GEOG 176A. Introduction to Geographic Information Systems and Science
(4) CLARKE, JANOWICZ, KUHN
Prerequisite: Geog 12 or Geog W 12
Comprehensive overview of Geographic Information Systems and Science. Topics span the nature of geographic information and the procedures for operating GIS. Labs provide hands-on experience with GIS and related software.
GEOG 176B. Technical Issues in Geographic Information Systems
(5) CLARKE, JANOWICZ, MURRAY
Prerequisite: A minimum grade of C in Geography 176A.
Study of the technical issues underlying geographic information systems, including coordinate systems and analytic geometry, database models and structures, algorithms and analytical procedures. Laboratory analysis of digital geographic information from physical and social sources.
GEOG 176C. GIS Design and Applications
(5) CLARKE, JANOWICZ
Prerequisite: Geography 176B with a minimum grade of C.
Applying GIS theory and techniques to solve problems in land and resourcemanagement, utilities, and municipal government. Covers all stages of a GIS project: planning, design, analysis, and presentation. Students collaborate to design, develop, and present a GIS pilot study.
GEOG 178. Conceptual Modeling and Programming for the Geo-Sciences
(5) JANOWICZ
Recommended Preparation: Geography 176A or Earth Science 176
A project-based course introducing major conceptual modeling paradigms and object oriented programming from a Geoinformatics perspective. The class isintended for undergraduate students from Geography and the broader Geo-Sciences who have limited (or no previous) experience in software engineering.

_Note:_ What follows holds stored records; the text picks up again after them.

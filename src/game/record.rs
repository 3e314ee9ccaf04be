//! Post-game summary.

use super::rules::Line;
use super::{GameState, GameStatus, Token};
use serde::{Deserialize, Serialize};
use strum::IntoEnumIterator;
use tracing::instrument;

/// A token placed on a cell.
#[derive(Debug, Clone, Copy, PartialEq, Eq, Hash, Serialize, Deserialize, derive_more::Display)]
#[display("{token} -> {cell}")]
pub struct Move {
    /// The token placed.
    pub token: Token,
    /// Linear index of the cell (1-9).
    pub cell: u8,
}

impl Move {
    /// Creates a new move.
    pub fn new(token: Token, cell: u8) -> Self {
        Self { token, cell }
    }
}

/// Serializable record of a finished (or abandoned) game.
#[derive(Debug, Clone, PartialEq, Eq, Serialize, Deserialize)]
pub struct GameRecord {
    /// Every move in order.
    pub moves: Vec<Move>,
    /// Final status.
    pub status: GameStatus,
    /// Completed line, when the game was won.
    pub winning_line: Option<Line>,
    /// Final board, one row per line.
    pub board: String,
}

impl GameRecord {
    /// Summarises a game state.
    #[instrument(skip(state))]
    pub fn from_state(state: &GameState) -> Self {
        let moves = state
            .play_order()
            .iter()
            // X always moves first, so tokens alternate from X.
            .zip(Token::iter().cycle())
            .map(|(cell, token)| Move::new(token, *cell))
            .collect();

        Self {
            moves,
            status: state.status(),
            winning_line: state.win().map(|win| win.line),
            board: state.board().to_string(),
        }
    }

    /// One line per move followed by the outcome.
    pub fn to_text(&self) -> String {
        let mut text = String::new();
        for (turn, mv) in self.moves.iter().enumerate() {
            text.push_str(&format!("{:>2}. {}\n", turn + 1, mv));
        }
        match self.winning_line {
            Some(line) => text.push_str(&format!("{} ({})", self.status, line)),
            None => text.push_str(&self.status.to_string()),
        }
        text
    }
}
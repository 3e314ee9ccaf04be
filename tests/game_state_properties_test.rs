//! Properties that hold for every reachable game state.

use tac_toe::invariants::{GameInvariants, InvariantSet};
use tac_toe::{CELL_COUNT, GameState, MoveError, Token};

/// Every game reachable by playing open cells in order, following a fixed
/// set of move orders that cover wins, draws, and partial games.
fn orders() -> Vec<Vec<u8>> {
    vec![
        vec![],
        vec![5],
        vec![5, 1, 9, 3, 7, 2],
        vec![1, 4, 2, 5, 3],
        vec![1, 2, 3, 5, 4, 6, 8, 7, 9],
        vec![9, 8, 7, 6, 5, 4, 3],
        vec![2, 1, 4, 3, 6, 5, 8, 9, 7],
    ]
}

fn prefixes() -> impl Iterator<Item = GameState> {
    orders().into_iter().flat_map(|order| {
        (0..=order.len())
            .filter_map(move |n| GameState::replay(&order[..n]).ok())
            .collect::<Vec<_>>()
    })
}

#[test]
fn test_token_counts_balanced() {
    for state in prefixes() {
        let x = state.board().count(Token::X);
        let o = state.board().count(Token::O);
        assert!(x == o || x == o + 1, "x={} o={}", x, o);
    }
}

#[test]
fn test_turn_token_follows_open_cell_parity() {
    for state in prefixes() {
        let expected = if state.open_cell_count() % 2 == 1 {
            Token::X
        } else {
            Token::O
        };
        assert_eq!(state.current_turn_token(), expected);
    }
}

#[test]
fn test_open_cells_match_empty_cells() {
    for state in prefixes() {
        let open = state.open_cells();
        let mut expected = Vec::new();
        for (index, coord) in state.cells().iter() {
            if state.board().get(coord).is_none() {
                expected.push(index);
            }
        }
        assert_eq!(open, expected);
        assert_eq!(open.len() + state.play_order().len(), CELL_COUNT);
    }
}

#[test]
fn test_played_cells_never_change() {
    for order in orders() {
        let mut state = GameState::new();
        for cell in &order {
            if state.is_game_over() {
                break;
            }
            let before = state.board().clone();
            let coord = state.apply_move(*cell).unwrap();
            state.check_for_win();

            for (_, other) in state.cells().iter() {
                if let Some(token) = before.get(other) {
                    assert_eq!(state.board().get(other), Some(token));
                }
            }
            assert!(state.board().get(coord).is_some());
        }

        for cell in state.play_order().to_vec() {
            assert!(matches!(
                state.apply_move(cell),
                Err(MoveError::CellOccupied(..)) | Err(MoveError::GameOver)
            ));
        }
    }
}

#[test]
fn test_invariants_hold_everywhere() {
    for state in prefixes() {
        assert!(GameInvariants::check_all(&state).is_ok());
    }
}

#[test]
fn test_winnable_boundary() {
    let state = GameState::replay(&[1, 2, 3]).unwrap();
    assert_eq!(state.open_cell_count(), 6);
    assert!(!state.is_winnable());

    let state = GameState::replay(&[1, 2, 3, 5]).unwrap();
    assert_eq!(state.open_cell_count(), 5);
    assert!(state.is_winnable());
}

GEOG 181A. GIScience Research
(4) CLARKE
Prerequisite: Geography 176A.
Enrollment Comments: Concurrently offered with Geog 281A. Quarters usually offered: Winter.
Introduction to GIScience as an academic research field, conducted through review, discussion, and presentation of seminal works from leading journals. Labs reinforce and develop students' existing techniques on problems of research- level difficulty in spatial analysis, cognition, and mobile GIS.
GEOG 181B. GIScience Studies
(4) CLARKE
Prerequisite: Geog 181A.
Enrollment Comments: Concurrently offered with 281B. Quarters usually offered: Spring.
Builds on previous course through in-depth examination of topics chosen by interests of leading professor. Labs emphasize development of advancedspatial analytical skills, cutting edge visualization techniques and spatio-temporal modeling. Course concludes with an individual GIScience project.
GEOG 182. Global Cities in the Information Age
(4) MURRAY
Prerequisite: Geography 5.
Study of the economic, social, and political networks that link together cities of global importance. Specializations and roles of global cities in the information age economy. Examination of individual cities at the top tiers of the global urban hierarchy.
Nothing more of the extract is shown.